最近、多様性とか、ダイバーシティとかインクルージョンとか、よく目にしたり、耳にしたりする機会増えましたよね。

私自身も口にすることはあったのですが、本当にちゃんと理解しているのかな…と、少しモヤモヤしている自分がいました。

ということで、今日は私なりのダイバーシティ&インクルージョンについて書いてみることにします。

まずは、和訳


ダイバーシティ(diversity)→ 多様性
インクルージョン(inclusion)→包括性

私の思考はここで止まっていました。英語学習者あるあるな気もするのですが、日本語訳を見て満足してしまう状態です。(私だけかしら?)
理解していないのにわかった気になって、だからこそこの言葉を耳にする時、ちょっとモヤっとしたのかもしれません。

というわけで、ダイバーシティインクルージョンてこういうことなのかなーという自分なりの解釈を息子とのアメリカ生活の思い出を振り返りながら書いていきます。※下記エピソードに出てくる名前はすべて仮名です。

ディスレクシアのクラスメート


突然ですが、息子はトム・クルーズが大好きです。

ある日、ふと「そういえばトム・クルーズって確かディスレクシアで、字が読めないからセリフを音で聞いて覚えていたって話を聞いたことがあるよ」なんて私の知っているトム・クルーズ情報を伝えてみました。

すると息子が
「マット とオードリーもそうだよ」
とクラスメートのことを教えてくれました。

「マットはね、特別な機械を使って字を読むんだよ でも全部読めないわけじゃないよ、読める字もあるし、機械があれば読めるよ」

「オードリーはね、機械は使ってない。全部読めないわけじゃなくて、knowとか読める字もあるんだよ」

「全部読めないわけじゃないんだよ、わかる?」
「読める字もあるの!わかる?」

何度も念を押されてしまいました。

これを聞いた時、私が素敵だなと思ったのは、まず、ディスレクシアの子が同じ教室で学んでいるということでした。自分と異なる特性をもつ子が自然に一緒にいられる環境っていいなーと思いました。

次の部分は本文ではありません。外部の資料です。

use axum::Json;
use axum::extract::{Path, State};
use axum::response::{IntoResponse, Response};
use http::StatusCode;
use http::header::{CONTENT_DISPOSITION, CONTENT_TYPE};
use serde::Serialize;

use super::error::ApiError;
use super::extractor::SubmitPayload;
use crate::services::referral::{Export, ReferralService};

#[derive(Debug, Serialize)]
#[serde(rename_all = "camelCase")]
pub struct ReferralCountResponse {
    pub referral_count: u64,
}

// POST /submit
pub async fn submit(
    State(service): State<ReferralService>,
    payload: SubmitPayload,
) -> Result<&'static str, ApiError> {
    service
        .register(payload.into())
        .await
        .map_err(|e| ApiError::new(e, "Error during registration"))?;

    Ok("Registration successful")
}

// GET /referrals/{userAddress}
pub async fn referral_count(
    State(service): State<ReferralService>,
    Path(user_address): Path<String>,
) -> Result<Json<ReferralCountResponse>, ApiError> {
    let referral_count = service
        .referral_count(&user_address)
        .await
        .map_err(|e| ApiError::new(e, "Server error"))?;

    Ok(Json(ReferralCountResponse { referral_count }))
}

// GET /export-csv
pub async fn export_csv(State(service): State<ReferralService>) -> Result<Response, ApiError> {
    tracing::info!("Export CSV request received");

    let export = service
        .export_all()
        .await
        .map_err(|e| ApiError::new(e, "Error exporting CSV"))?;

    let response = match export {
        Export::Empty => "No data available to export".into_response(),
        Export::Csv { body, rows } => {
            tracing::info!(rows = rows, "Sending CSV data in response");
            (
                StatusCode::OK,
                [
                    (CONTENT_TYPE, "text/csv"),
                    (CONTENT_DISPOSITION, "attachment; filename=users.csv"),
                ],
                body,
            )
                .into_response()
        }
    };

    Ok(response)
}
use mondec_smt::formula::FormulaError;
use thiserror::Error;

/// Errors surfaced by the decision procedures.
///
/// Oracle inconclusiveness and budget exhaustion are results, not errors.
#[derive(Debug, Error)]
pub enum MondecError {
    #[error("Invalid argument: {0}")]
    InvalidArgument(String),
    #[error("Variable `{0}` does not occur free in the formula")]
    VariableNotFree(String),
    #[error("Bound must be positive, got {0}")]
    NonPositiveBound(i64),
    #[error("Bound {supplied} is too small: the formula requires a modulus of {required}")]
    BoundTooSmall { required: i64, supplied: i64 },
    #[error("Formula is outside linear integer arithmetic: {0}")]
    OutsideFragment(String),
    #[error("Solver error: {0}")]
    Solver(String),
    #[error("Formula error: {0}")]
    Formula(#[from] FormulaError),
}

息子の話しぶりから受けた印象、あくまでも私の主観ではありますが、息子は友だちが字が読めないことを馬鹿にしたり、逆に自分が字が読めることを偉いと思っている風でもなく、ただ、事実をそのまま受け止めているような印象を受けました。優劣をつけるわけでも、ジャッジするわけでもなく、友人のありのままを受け入れている様子を見て、息子がいるクラスの環境にとても感謝した瞬間でした。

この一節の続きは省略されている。